Le béton, un patrimoine? : La matière apprivoisée

À la fois fontaine, chute d’eau et mobile de béton flexible, l’installation de FLORENT COUSINEAU, dans la tour du Centre d’interprétation de la vie urbaine, fascine le spectateur. En plus d’explorer les qualités du lieu et du matériau, cette heureuse investigation stimule et attise les sens.

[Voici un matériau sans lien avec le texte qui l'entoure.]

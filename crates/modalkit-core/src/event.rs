#![forbid(unsafe_code)]

//! Input descriptors handed to the gesture router, and what comes back out.
//!
//! The engine does not subscribe to anything. The host's dispatch layer
//! translates each native input into an [`InputEvent`], calls
//! [`ModalManager::handle_input`](crate::ModalManager::handle_input), and
//! applies the returned [`Disposition`] to the native event.

use bitflags::bitflags;

use crate::geometry::Point;
use crate::stack::ModalId;

bitflags! {
    /// Keyboard modifiers held during an input.
    #[derive(Debug, Clone, Copy, PartialEq, Eq, Hash, Default)]
    pub struct Modifiers: u8 {
        const SHIFT = 0b0001;
        const CTRL  = 0b0010;
        const ALT   = 0b0100;
        const META  = 0b1000;
    }
}

bitflags! {
    /// What the host must do with the native event after routing.
    #[derive(Debug, Clone, Copy, PartialEq, Eq, Hash, Default)]
    pub struct Disposition: u8 {
        /// Suppress the default action (navigation, form submit, tab traversal).
        const PREVENT_DEFAULT  = 0b01;
        /// Stop the event from reaching any other handler.
        const STOP_PROPAGATION = 0b10;
    }
}

impl Disposition {
    /// Suppress default and propagation.
    pub const CONSUME: Self = Self::PREVENT_DEFAULT.union(Self::STOP_PROPAGATION);
}

/// Keys the engine reacts to.
#[derive(Debug, Clone, Copy, PartialEq, Eq, Hash)]
pub enum Key {
    Escape,
    Tab,
    Other,
}

impl Key {
    /// Map a DOM `KeyboardEvent.key` value.
    pub fn from_dom_key(key: &str) -> Self {
        match key {
            "Escape" | "Esc" => Self::Escape,
            "Tab" => Self::Tab,
            _ => Self::Other,
        }
    }
}

/// Input channel.
#[derive(Debug, Clone, Copy, PartialEq, Eq)]
pub enum InputKind {
    PointerDown,
    Click,
    KeyDown(Key),
}

/// Dispatch phase the host delivered the input in.
///
/// Close controls and backdrop hits are only honoured in `Capture`, so they
/// win over handlers further down the tree (form validation, third-party
/// submit hooks). Triggers and keys are handled in `Bubble`.
#[derive(Debug, Clone, Copy, PartialEq, Eq, Default)]
pub enum Phase {
    Capture,
    #[default]
    Bubble,
}

/// One inbound gesture.
#[derive(Debug, Clone, PartialEq)]
pub struct InputEvent<N> {
    pub kind: InputKind,
    pub phase: Phase,
    /// Innermost node the input originated from.
    pub target: N,
    /// Pointer position in viewport coordinates (zero for keys).
    pub position: Point,
    pub modifiers: Modifiers,
}

impl<N> InputEvent<N> {
    /// A pointer-down delivered in the capture phase.
    pub fn pointer_down(target: N, position: Point) -> Self {
        Self {
            kind: InputKind::PointerDown,
            phase: Phase::Capture,
            target,
            position,
            modifiers: Modifiers::empty(),
        }
    }

    /// A click delivered in the bubble phase.
    pub fn click(target: N) -> Self {
        Self {
            kind: InputKind::Click,
            phase: Phase::Bubble,
            target,
            position: Point::default(),
            modifiers: Modifiers::empty(),
        }
    }

    /// A key-down delivered in the bubble phase.
    pub fn key_down(target: N, key: Key, modifiers: Modifiers) -> Self {
        Self {
            kind: InputKind::KeyDown(key),
            phase: Phase::Bubble,
            target,
            position: Point::default(),
            modifiers,
        }
    }

    #[must_use]
    pub fn with_phase(mut self, phase: Phase) -> Self {
        self.phase = phase;
        self
    }

    #[must_use]
    pub fn with_position(mut self, position: Point) -> Self {
        self.position = position;
        self
    }

    #[must_use]
    pub fn with_modifiers(mut self, modifiers: Modifiers) -> Self {
        self.modifiers = modifiers;
        self
    }

    #[inline]
    pub fn shift(&self) -> bool {
        self.modifiers.contains(Modifiers::SHIFT)
    }
}

/// Notification emitted from a modal surface after a stack transition.
#[derive(Debug, Clone, PartialEq, Eq)]
pub enum ModalNotification {
    Opened(ModalId),
    Closed(ModalId),
}

impl ModalNotification {
    /// Event name a DOM host dispatches.
    pub fn name(&self) -> &'static str {
        match self {
            Self::Opened(_) => "modal:open",
            Self::Closed(_) => "modal:close",
        }
    }

    pub fn modal_id(&self) -> &ModalId {
        match self {
            Self::Opened(id) | Self::Closed(id) => id,
        }
    }
}

#[cfg(test)]
mod tests {
    use super::*;

    #[test]
    fn dom_key_mapping() {
        assert_eq!(Key::from_dom_key("Escape"), Key::Escape);
        assert_eq!(Key::from_dom_key("Esc"), Key::Escape);
        assert_eq!(Key::from_dom_key("Tab"), Key::Tab);
        assert_eq!(Key::from_dom_key("Enter"), Key::Other);
        assert_eq!(Key::from_dom_key("tab"), Key::Other);
    }

    #[test]
    fn constructors_pick_phase() {
        assert_eq!(InputEvent::pointer_down(1u8, Point::default()).phase, Phase::Capture);
        assert_eq!(InputEvent::click(1u8).phase, Phase::Bubble);
        let key = InputEvent::key_down(1u8, Key::Tab, Modifiers::SHIFT);
        assert_eq!(key.phase, Phase::Bubble);
        assert!(key.shift());
        assert!(!InputEvent::click(1u8).shift());
    }

    #[test]
    fn consume_is_both_flags() {
        assert!(Disposition::CONSUME.contains(Disposition::PREVENT_DEFAULT));
        assert!(Disposition::CONSUME.contains(Disposition::STOP_PROPAGATION));
        assert!(Disposition::default().is_empty());
    }

    #[test]
    fn notification_names() {
        let id = ModalId::from("signup");
        assert_eq!(ModalNotification::Opened(id.clone()).name(), "modal:open");
        assert_eq!(ModalNotification::Closed(id.clone()).name(), "modal:close");
        assert_eq!(ModalNotification::Closed(id.clone()).modal_id(), &id);
    }
}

La Ville de Québec prolonge jusqu’au 31 octobre l’installation de Florent Cousineau dans la tour du CIVU (Centre d’interprétation de la vie urbaine). Accompagnant l’exposition Le Béton, un patrimoine?, les installations in situ organisées par La Chambre blanche pendant les derniers mois ont exploré les propriétés de ce lieu. Cette tour de pierres servait jadis à faire sécher les boyaux qu’utilisaient les pompiers. Florent Cousineau en a fait une chute d’eau qui s’écoule du haut de la tour. À la fois homme de chantier et de la sculpture, il n’a pas peur des gros travaux. L’artiste a enjambé les 70 pieds de hauteur de la tour pour y installer des pièces triangulaires de béton suspendues par des fils à pêche. Les feuilles de béton ponctuent cet espace vertical, comme autant de papillons ou d’oiseaux dans un ciel de pierre. Sur le sol, recouvert d’un plancher de cèdre, deux grandes formes coniques telles deux silhouettes humaines reçoivent d’incessantes gouttelettes d’eau. Lorsqu’il est au rendez-vous, le soleil taille littéralement des rideaux de lumière entre les parties de ce mobile géant. Comme l’artiste l’explique: «Un des éléments de surprise a été de voir comment la lumière naturelle vient sculpter l’eau et comment l’eau sculpte le béton à son tour.» Le bruit de l’eau qui tombe, l’odeur dégagée par le béton et la pierre, tout dans cette installation attise les sens. «On a si peu de contact avec la sculpture habituellement, ici l’eau nous tombe dessus, on est obligé de se mouiller!»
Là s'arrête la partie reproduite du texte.